IN THE UNITED STATES DISTRICT COURT FOR THE NORTHERN DISTRICT OF ILLINOIS EASTERN DIVISION GAYLE K.,1 ) ) Plaintiff, ) No. 23 C 0306 ) v. ) Magistrate Judge Jeffrey Cole ) KILOLO KIJAKAZI, ) Acting Commissioner of Social Security, ) ) Defendant. ) MEMORANDUM OPINION AND ORDER Plaintiff filed her application for Disability Insurance Benefits under Title II of the Social Security Act, 42 U.S.C. §§416(i), 423, four years ago in July 2019. (Administrative Record (R.) 239-45). She claimed that she had been disabled since January 1, 2019 (R. 239) due to: “Blind or low vision, Multiple Sclerosis, HBP/HTN, Anxiety (panic disorder, phobia, self injury), Depression.” (R. 290). Over the next three and a half years, plaintiff’s application was denied at every level of administrative review: initial, reconsideration, administrative law judge (ALJ), and appeals council. She appealed to the federal district court on January 19, 2023, and the parties consented to my jurisdiction pursuant to 28 U.S.C. § 636(c) on October 20, 2022, and the Executive Committee reassigned the case to me. [Dkt. ##9, 11]. It is the ALJ’s decision that is before the court for review. See 20 C.F.R. §§404.955; 404.981. Plaintiff asks the court to reverse and remand the Commissioner’s decision, while the Commissioner seeks an order affirming the decision. 1 Northern District of Illinois Internal Operating Procedure 22 prohibits listing the full name of the Social Security applicant in an Opinion. Therefore, the plaintiff shall be listed using only their first name and the first initial of their last name. I. After an administrative hearing at which plaintiff, represented by counsel, testified, along with a vocational expert, the ALJ determined the plaintiff had the following severe impairments: “multiple sclerosis; migraine headaches; and osteoporosis.” (R. 28). The ALJ said the plaintiff’s

foraminal stenosis in her cervical spine were not severe impairments. (R. 28-32). The ALJ then found that plaintiff did not have an impairment or combination of impairments that met or medically equaled the severity of one of the impairments listed in the Listing of Impairments, 20 C.F.R. Part 404, Subpart P, Appendix 1, focusing on Listing 11.09 for multiple sclerosis. The ALJ found that the plaintiff had no limitations in understanding, remembering or applying information and in adapting or managing oneself, but had mild limitations in concentrating, persisting or maintaining pace and in interacting with others. (R. 32-38).
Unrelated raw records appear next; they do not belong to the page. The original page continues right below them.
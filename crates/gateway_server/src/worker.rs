//! The BusinessWorker process: application logic behind the Gateways.
//!
//! A worker keeps one TCP link to every Gateway listed in the
//! [`AddressRegistry`], re-reading the list on a timer. Envelopes arriving on
//! a link are handed to a [`BusinessHandler`] together with a
//! [`WorkerContext`] through which the handler answers.

use crate::config::WorkerConfig;
use crate::connection::{Connection, Fill, MAX_READ_CHUNK};
use crate::error::{GatewayError, Result};
use crate::shutdown::ShutdownListener;
use crate::stats::{Counter, Stats, StatsSnapshot};
use crate::store::{AddressRegistry, UidLocation};
use bytes::Bytes;
use gateway_event_loop::{Direction, EventLoop, TimerId};
use gateway_protocol::{
    Command, ConnectionId, Envelope, EnvelopeProbe, Feed, IdSequence, ProtocolError, Uid, HEAD_LEN,
};
use std::cell::RefCell;
use std::collections::HashMap;
use std::net::{SocketAddr, SocketAddrV4, TcpStream};
use std::rc::{Rc, Weak};
use std::time::Duration;
use tracing::{debug, error, info, warn};

/// Application callbacks of a BusinessWorker.
///
/// Errors are logged with the offending body and counted; they never close the
/// link or stop the worker.
pub trait BusinessHandler {
    /// First frame of a socket that has no uid yet. Typically authenticates
    /// and calls [`WorkerContext::connect_success`].
    fn on_connection(&mut self, ctx: &mut WorkerContext<'_>, body: &[u8]) -> Result<()>;

    /// Frame from an authenticated socket, or a UDP datagram.
    fn on_message(&mut self, ctx: &mut WorkerContext<'_>, body: &[u8]) -> Result<()>;

    /// An authenticated socket went away. `ctx.uid()` tells which user.
    fn on_close(&mut self, _ctx: &mut WorkerContext<'_>) -> Result<()> {
        Ok(())
    }
}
The ALJ then determined that the plaintiff had the residual functional capacity (“RFC”) to perform sedentary work with the following lengthy list of additional limitations: Occasionally lift up to 10 pounds; Frequently lift and/or carry up to 5 pounds; Walk and/or stand for about 2 hours total out of an 8-hour workday; Sit for about 6 hours out of an 8-hour workday; and Push and/or pull to include operation of hand/or foot controls with the bilateral upper and lower extremities as restricted by the limitations on lifting and/or carrying subject to: Postural limitations of: Never climbing ladders, ropes, or scaffolds; Occasionally climbing ramps or stairs; and Occasionally balancing, stooping, crouching, kneeling, or crawling; Manipulative limitations of: Frequent reaching with the bilateral upper extremities; and Frequent handling (gross manipulation) and frequent fingering (fine manipulation) with the bilateral upper extremities; And Environmental limitations of: Avoiding all exposure to dangerous moving machinery and unprotected heights. (R. 39). The ALJ then found that the plaintiff’s “medically determinable impairments could reasonably be expected to cause the alleged symptoms; however, the plaintiff’s statements concerning the intensity, persistence, and limiting effects of these symptoms are not entirely 2 consistent with the medical evidence and other evidence in the record for the reasons explained in this decision. (R. 40). Along the way, the ALJ noted that although the plaintiff wore a left leg brace due to her foot dragging, her neurologist did not recommend a brace and examinations showed only a mild decrease of strength with dorsiflexion of the left foot and the neurologist, and normal gait.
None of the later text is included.